Aspen’s hearth heats tourists, climate |

Aspen’s hearth heats tourists, climate

Abigail Eagye
Mark Fox/The Aspen TimesAbel Ordonez works at putting some of the finishing touches on the new community fire hearth on Aspen's Cooper Avenue Mall.

ASPEN ” In the middle of Aspen’s efforts to reduce greenhouse gas emissions, some of the projects meant to encourage customers to linger on the downtown mall may be construed as a step in the wrong direction.

Take, for instance, the fire hearth the city installed on the mall in April. It can put out as much greenhouse gas as one-fifth of City Hall.

The City Council commissioned Front Range consultants Henry Beer and Ford Frick to offer ideas on how to increase vitality in the downtown area. In response to the report, the city approved the community fire hearth, as well as a special events kiosk and a guest services pavilion for the mall.

The hearth hasn’t really been in use since being installed.
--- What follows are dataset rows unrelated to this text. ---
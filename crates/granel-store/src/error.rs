//! # Store Error Types
//!
//! Persistence-layer failures, layered above [`granel_core::CoreError`].

use thiserror::Error;

/// Errors raised by the store and command layer.
#[derive(Debug, Error)]
pub enum StoreError {
    /// File system failure while loading or flushing the document.
    #[error("storage I/O error: {0}")]
    Io(#[from] std::io::Error),

    /// The persisted document on disk is not valid JSON.
    ///
    /// Raised at load time only; the store refuses to start over a corrupt
    /// file rather than silently replacing it.
    #[error("corrupt state file: {0}")]
    CorruptDocument(#[source] serde_json::Error),

    /// Serialization failure while flushing (should not occur for our types).
    #[error("serialization error: {0}")]
    Serialize(#[from] serde_json::Error),

    /// An imported backup could not be parsed. Existing state is untouched.
    #[error("invalid backup file: {reason}")]
    Import { reason: String },

    /// CSV report assembly failure.
    #[error("report error: {0}")]
    Report(String),

    /// Export requested with an entirely empty ledger.
    #[error("no records to export")]
    NothingToExport,

    /// Business rule or validation rejection from granel-core.
    #[error(transparent)]
    Core(#[from] granel_core::CoreError),
}

impl From<granel_core::ValidationError> for StoreError {
    fn from(err: granel_core::ValidationError) -> Self {
        StoreError::Core(err.into())
    }
}

/// Convenience type alias for Results with StoreError.
pub type StoreResult<T> = Result<T, StoreError>;
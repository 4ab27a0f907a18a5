//! # Application State Document
//!
//! The single persisted object: `{ products, sales, expenses,
//! appointments, cashier }`.
//!
//! ## Backward Compatibility
//! Every field carries `#[serde(default)]`, so a backup written before a
//! section existed (e.g. pre-appointments) loads with that section empty
//! and a missing cashier defaulting to a closed drawer with no history.

use serde::{Deserialize, Serialize};

use granel_core::{Appointment, CashSession, Expense, Product, Sale};

/// The whole application state, serialized as one JSON document.
///
/// Ordered lists are append-only from the application's perspective;
/// deletions are explicit operator actions in the command layer.
#[derive(Debug, Clone, Default, Serialize, Deserialize)]
pub struct AppDocument {
    #[serde(default)]
    pub products: Vec<Product>,

    #[serde(default)]
    pub sales: Vec<Sale>,

    #[serde(default)]
    pub expenses: Vec<Expense>,

    #[serde(default)]
    pub appointments: Vec<Appointment>,

    #[serde(default)]
    pub cashier: CashSession,
}

impl AppDocument {
    /// A fresh, empty document: no records, drawer closed.
    pub fn empty() -> Self {
        AppDocument::default()
    }

    /// Looks up a catalog product by id.
    pub fn product(&self, id: &str) -> Option<&Product> {
        self.products.iter().find(|p| p.id == id)
    }

    /// Mutable catalog lookup (stock decrement, edits).
    pub fn product_mut(&mut self, id: &str) -> Option<&mut Product> {
        self.products.iter_mut().find(|p| p.id == id)
    }

    /// Looks up an appointment by id.
    pub fn appointment(&self, id: &str) -> Option<&Appointment> {
        self.appointments.iter().find(|a| a.id == id)
    }

    /// Mutable appointment lookup (edits, status toggles).
    pub fn appointment_mut(&mut self, id: &str) -> Option<&mut Appointment> {
        self.appointments.iter_mut().find(|a| a.id == id)
    }
}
But Scott Chism, parks department planner and project manager, provided estimates for fuel cost and consumption (the hearth runs on natural gas and electricity) based on year-round use, anyway.

Assuming the hearth were to run 10 hours a day for 151 winter days and four hours a day for 214 summer days, the total annual cost could be $6,168, and total greenhouse gas emissions could be roughly 70,080 pounds of carbon dioxide equivalent per year. By comparison, Aspen City Hall in 2004 emitted 374,000 pounds of carbon dioxide.

Chism said those numbers are only estimates, and the city has yet to decide how much to run it. “Until the city starts to utilize the hearth, a 100 percent accurate calculation of energy usage and associated cost cannot be fully established,” he said.

Although the hearth has the potential to put out a fair amount of greenhouse gases, it was approved before Aspen’s global warming program, also known as the Canary Initiative. And “it was felt that the overall benefit to town was worth it,” said Dan Richardson, the city’s global warming project manager.

According to Chism, the hearth was seen as a way to help people mingle when it was cold outside in that downtown area.

Warm summer temperatures and busy outdoor events have kept the mall packed without having to run the hearth yet, Chism said.